## Task goal
Copy each line of the following material that has the string "match".
Source material Block Start
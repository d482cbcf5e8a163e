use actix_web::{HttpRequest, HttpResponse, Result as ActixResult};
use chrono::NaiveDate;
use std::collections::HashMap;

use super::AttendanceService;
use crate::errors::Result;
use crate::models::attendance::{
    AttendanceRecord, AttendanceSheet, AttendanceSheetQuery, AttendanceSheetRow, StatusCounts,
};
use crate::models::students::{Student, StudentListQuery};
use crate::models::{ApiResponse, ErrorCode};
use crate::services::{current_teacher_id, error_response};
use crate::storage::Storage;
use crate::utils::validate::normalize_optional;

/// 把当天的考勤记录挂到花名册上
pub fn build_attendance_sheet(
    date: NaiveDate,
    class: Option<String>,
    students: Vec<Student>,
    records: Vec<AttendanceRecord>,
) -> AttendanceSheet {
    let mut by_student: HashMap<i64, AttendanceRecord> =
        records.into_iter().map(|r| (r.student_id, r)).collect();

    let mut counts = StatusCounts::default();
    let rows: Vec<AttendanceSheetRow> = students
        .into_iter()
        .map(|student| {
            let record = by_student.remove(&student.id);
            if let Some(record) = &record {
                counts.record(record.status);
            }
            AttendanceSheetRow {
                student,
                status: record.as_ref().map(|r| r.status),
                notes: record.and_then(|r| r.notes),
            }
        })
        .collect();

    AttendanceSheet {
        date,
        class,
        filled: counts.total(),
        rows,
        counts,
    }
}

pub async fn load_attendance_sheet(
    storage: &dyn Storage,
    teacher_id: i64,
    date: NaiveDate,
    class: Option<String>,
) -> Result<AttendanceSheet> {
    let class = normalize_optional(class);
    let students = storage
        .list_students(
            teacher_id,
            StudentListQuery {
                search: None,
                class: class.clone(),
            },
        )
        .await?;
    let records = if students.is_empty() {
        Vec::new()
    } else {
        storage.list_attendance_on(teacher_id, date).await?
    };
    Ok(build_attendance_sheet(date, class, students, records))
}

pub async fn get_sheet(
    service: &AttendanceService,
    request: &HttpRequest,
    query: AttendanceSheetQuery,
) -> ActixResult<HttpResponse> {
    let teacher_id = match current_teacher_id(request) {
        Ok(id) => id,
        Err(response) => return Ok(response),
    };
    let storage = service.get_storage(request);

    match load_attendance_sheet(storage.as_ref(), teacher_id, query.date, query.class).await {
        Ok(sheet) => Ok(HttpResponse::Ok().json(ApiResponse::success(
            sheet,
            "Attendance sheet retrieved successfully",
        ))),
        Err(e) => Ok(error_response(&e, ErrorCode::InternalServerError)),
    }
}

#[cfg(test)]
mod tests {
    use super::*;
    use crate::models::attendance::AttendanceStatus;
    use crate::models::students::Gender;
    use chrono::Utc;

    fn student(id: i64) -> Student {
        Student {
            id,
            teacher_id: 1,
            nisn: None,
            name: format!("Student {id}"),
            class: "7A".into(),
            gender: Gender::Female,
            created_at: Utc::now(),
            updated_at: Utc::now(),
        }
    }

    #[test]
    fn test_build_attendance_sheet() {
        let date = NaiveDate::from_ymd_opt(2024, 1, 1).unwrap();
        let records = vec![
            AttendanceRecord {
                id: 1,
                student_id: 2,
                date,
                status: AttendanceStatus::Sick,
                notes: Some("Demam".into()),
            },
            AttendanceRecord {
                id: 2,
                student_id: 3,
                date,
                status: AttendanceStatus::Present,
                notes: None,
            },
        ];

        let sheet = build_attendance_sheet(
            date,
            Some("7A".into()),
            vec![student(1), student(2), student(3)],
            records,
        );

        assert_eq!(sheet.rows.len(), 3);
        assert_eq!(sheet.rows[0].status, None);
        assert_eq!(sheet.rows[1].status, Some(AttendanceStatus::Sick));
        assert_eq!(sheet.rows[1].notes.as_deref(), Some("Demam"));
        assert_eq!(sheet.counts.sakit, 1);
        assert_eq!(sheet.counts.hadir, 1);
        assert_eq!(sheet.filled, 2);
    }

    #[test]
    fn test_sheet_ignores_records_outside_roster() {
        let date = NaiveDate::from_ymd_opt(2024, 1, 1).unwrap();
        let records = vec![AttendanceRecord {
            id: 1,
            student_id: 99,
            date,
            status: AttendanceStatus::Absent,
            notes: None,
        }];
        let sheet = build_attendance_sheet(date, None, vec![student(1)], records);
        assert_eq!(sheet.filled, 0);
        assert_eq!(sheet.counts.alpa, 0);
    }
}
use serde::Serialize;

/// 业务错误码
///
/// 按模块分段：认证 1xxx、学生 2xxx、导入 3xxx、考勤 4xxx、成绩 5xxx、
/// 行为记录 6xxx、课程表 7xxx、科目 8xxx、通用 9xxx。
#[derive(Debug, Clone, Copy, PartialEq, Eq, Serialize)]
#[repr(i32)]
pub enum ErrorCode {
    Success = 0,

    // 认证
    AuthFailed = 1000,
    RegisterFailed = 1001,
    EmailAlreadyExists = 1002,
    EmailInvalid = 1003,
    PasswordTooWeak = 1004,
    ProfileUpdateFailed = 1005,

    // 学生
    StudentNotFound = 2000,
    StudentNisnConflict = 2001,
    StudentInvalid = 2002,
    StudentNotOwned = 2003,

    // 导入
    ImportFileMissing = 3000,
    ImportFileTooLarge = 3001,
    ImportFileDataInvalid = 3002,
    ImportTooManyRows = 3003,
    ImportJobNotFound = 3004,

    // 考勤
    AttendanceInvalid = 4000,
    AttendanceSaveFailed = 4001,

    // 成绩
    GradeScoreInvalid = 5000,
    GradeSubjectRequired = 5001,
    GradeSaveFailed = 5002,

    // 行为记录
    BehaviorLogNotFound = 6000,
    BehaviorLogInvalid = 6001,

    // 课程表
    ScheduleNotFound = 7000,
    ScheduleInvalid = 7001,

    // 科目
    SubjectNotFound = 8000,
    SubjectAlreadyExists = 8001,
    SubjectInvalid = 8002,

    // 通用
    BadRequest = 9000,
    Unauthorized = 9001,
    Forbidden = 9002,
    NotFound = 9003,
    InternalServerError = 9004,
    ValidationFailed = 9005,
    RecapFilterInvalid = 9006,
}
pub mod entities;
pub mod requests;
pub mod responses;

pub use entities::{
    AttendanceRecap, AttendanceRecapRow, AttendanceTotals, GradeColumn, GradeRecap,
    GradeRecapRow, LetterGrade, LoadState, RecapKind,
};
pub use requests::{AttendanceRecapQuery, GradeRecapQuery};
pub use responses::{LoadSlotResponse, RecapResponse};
Source material Block End
Source material Block Start
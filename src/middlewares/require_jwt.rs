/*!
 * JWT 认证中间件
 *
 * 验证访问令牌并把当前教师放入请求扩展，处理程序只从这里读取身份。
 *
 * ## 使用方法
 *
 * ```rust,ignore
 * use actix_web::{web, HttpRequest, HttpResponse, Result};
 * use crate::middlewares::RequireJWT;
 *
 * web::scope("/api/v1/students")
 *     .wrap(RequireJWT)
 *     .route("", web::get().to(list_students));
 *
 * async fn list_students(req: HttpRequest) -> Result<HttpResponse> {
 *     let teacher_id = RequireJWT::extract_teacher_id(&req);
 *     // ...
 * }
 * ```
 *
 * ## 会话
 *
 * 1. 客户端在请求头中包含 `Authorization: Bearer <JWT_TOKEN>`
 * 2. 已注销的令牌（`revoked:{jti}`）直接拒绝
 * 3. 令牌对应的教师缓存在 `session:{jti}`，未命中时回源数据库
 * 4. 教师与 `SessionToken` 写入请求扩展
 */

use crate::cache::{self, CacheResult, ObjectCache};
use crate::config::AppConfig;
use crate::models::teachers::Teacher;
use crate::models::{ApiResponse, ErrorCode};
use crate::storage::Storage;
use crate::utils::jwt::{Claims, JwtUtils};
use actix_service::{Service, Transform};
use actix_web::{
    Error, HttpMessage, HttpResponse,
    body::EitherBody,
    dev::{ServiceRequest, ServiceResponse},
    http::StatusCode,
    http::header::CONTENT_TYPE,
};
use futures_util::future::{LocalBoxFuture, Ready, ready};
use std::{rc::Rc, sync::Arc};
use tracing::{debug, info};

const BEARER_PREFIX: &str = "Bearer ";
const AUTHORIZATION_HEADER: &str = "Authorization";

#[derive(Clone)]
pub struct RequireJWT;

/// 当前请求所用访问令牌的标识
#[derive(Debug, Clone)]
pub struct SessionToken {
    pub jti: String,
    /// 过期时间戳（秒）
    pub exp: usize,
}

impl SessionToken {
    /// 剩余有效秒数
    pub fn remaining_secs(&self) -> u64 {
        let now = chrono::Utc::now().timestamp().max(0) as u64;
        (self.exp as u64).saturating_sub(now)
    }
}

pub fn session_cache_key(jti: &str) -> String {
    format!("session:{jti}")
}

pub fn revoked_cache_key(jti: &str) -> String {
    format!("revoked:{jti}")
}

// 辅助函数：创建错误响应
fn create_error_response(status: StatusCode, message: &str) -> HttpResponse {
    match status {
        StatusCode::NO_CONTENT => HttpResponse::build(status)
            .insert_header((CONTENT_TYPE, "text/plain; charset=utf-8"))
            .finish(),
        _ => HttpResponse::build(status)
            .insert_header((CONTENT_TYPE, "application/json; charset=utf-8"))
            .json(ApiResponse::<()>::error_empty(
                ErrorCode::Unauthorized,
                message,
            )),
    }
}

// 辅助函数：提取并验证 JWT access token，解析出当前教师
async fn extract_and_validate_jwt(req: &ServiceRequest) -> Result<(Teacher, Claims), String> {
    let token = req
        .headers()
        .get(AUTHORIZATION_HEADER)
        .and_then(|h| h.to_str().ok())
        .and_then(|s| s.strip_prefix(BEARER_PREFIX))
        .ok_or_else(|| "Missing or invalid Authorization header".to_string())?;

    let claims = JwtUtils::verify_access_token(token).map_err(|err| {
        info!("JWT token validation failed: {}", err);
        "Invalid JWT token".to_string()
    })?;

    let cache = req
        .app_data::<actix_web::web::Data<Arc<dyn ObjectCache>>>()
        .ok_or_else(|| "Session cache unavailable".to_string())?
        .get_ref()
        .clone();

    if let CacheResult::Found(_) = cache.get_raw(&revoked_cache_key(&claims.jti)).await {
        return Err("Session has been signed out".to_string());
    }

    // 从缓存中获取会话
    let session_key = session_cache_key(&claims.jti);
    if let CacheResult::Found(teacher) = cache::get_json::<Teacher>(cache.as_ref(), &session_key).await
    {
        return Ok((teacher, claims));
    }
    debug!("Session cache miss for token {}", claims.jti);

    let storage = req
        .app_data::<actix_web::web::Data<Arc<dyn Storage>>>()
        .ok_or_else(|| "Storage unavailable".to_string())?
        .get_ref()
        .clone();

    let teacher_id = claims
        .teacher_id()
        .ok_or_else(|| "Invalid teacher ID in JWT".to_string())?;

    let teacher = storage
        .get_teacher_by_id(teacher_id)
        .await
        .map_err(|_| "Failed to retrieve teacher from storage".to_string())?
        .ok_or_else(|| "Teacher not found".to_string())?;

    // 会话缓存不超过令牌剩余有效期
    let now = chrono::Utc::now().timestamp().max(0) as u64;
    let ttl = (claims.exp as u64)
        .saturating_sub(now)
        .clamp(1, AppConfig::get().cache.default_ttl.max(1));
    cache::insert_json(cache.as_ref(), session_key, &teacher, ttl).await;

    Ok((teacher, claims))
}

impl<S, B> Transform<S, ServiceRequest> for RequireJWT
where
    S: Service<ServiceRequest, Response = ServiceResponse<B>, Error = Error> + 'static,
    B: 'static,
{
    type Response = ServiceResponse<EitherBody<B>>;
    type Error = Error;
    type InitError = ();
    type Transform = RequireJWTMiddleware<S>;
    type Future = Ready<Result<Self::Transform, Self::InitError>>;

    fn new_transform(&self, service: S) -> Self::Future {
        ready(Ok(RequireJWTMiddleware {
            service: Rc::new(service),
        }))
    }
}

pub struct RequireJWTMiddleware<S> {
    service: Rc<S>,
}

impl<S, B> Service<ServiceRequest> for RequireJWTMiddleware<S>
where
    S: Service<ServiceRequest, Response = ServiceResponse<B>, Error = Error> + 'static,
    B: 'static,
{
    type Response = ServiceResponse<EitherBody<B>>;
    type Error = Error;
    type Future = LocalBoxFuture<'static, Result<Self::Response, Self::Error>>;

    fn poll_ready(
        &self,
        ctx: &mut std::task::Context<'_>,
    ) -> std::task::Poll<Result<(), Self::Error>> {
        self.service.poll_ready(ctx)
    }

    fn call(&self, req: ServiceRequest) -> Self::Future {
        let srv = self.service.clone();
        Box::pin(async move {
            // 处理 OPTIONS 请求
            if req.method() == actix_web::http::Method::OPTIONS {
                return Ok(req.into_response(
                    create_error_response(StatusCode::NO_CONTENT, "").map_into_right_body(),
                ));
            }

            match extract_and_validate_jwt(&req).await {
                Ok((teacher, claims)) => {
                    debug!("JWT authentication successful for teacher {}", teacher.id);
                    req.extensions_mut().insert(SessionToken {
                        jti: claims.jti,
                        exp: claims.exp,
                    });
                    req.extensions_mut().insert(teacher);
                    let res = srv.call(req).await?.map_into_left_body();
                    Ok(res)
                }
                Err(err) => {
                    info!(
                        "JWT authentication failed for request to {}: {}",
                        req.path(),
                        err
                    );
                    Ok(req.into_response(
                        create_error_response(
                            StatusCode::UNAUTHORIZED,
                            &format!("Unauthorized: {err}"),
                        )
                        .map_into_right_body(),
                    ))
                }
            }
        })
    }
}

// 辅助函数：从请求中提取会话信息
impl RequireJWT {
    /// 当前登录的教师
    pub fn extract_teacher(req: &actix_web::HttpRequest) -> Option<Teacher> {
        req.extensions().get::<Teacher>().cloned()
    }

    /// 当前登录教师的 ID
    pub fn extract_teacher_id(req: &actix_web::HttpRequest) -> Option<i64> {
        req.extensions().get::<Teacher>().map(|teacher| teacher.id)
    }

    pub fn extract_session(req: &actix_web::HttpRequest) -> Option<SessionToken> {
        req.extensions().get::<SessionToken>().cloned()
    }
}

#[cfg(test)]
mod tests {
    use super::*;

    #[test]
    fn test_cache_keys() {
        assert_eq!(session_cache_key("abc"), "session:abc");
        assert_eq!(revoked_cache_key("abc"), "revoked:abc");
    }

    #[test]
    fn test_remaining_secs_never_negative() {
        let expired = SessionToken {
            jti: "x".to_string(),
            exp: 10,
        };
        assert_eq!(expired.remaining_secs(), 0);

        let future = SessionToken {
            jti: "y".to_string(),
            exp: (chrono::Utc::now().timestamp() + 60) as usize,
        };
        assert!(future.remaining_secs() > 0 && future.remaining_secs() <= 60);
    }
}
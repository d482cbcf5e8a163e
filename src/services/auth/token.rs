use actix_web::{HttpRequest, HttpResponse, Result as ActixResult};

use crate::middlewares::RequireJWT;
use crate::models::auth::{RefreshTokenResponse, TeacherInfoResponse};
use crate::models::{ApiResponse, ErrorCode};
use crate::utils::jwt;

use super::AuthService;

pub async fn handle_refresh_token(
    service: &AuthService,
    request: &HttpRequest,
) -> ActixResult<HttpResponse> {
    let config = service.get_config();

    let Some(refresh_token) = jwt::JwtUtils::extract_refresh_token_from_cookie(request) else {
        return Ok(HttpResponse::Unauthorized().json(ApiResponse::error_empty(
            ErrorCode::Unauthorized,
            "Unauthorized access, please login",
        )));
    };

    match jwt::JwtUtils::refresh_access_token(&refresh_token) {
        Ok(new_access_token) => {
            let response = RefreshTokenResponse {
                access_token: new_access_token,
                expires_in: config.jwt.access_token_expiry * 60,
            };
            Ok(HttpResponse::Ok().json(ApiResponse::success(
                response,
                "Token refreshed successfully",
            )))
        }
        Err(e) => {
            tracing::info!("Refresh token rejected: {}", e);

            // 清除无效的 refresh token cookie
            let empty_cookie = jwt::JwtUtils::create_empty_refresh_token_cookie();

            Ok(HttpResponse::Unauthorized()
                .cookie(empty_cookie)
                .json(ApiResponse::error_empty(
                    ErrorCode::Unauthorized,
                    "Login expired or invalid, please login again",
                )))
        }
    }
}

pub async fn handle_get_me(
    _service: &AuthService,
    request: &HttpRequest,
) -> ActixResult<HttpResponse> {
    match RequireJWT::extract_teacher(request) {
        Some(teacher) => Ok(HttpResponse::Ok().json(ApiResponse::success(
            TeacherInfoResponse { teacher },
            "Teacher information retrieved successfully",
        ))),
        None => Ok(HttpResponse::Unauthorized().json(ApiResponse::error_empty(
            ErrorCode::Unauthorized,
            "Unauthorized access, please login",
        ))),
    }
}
Source material Block End
## Written solution
    let teacher_id = match current_teacher_id(request) {
    match load_attendance_sheet(storage.as_ref(), teacher_id, query.date, query.class).await {
    match status {
            match extract_and_validate_jwt(&req).await {
    match jwt::JwtUtils::refresh_access_token(&refresh_token) {
    match RequireJWT::extract_teacher(request) {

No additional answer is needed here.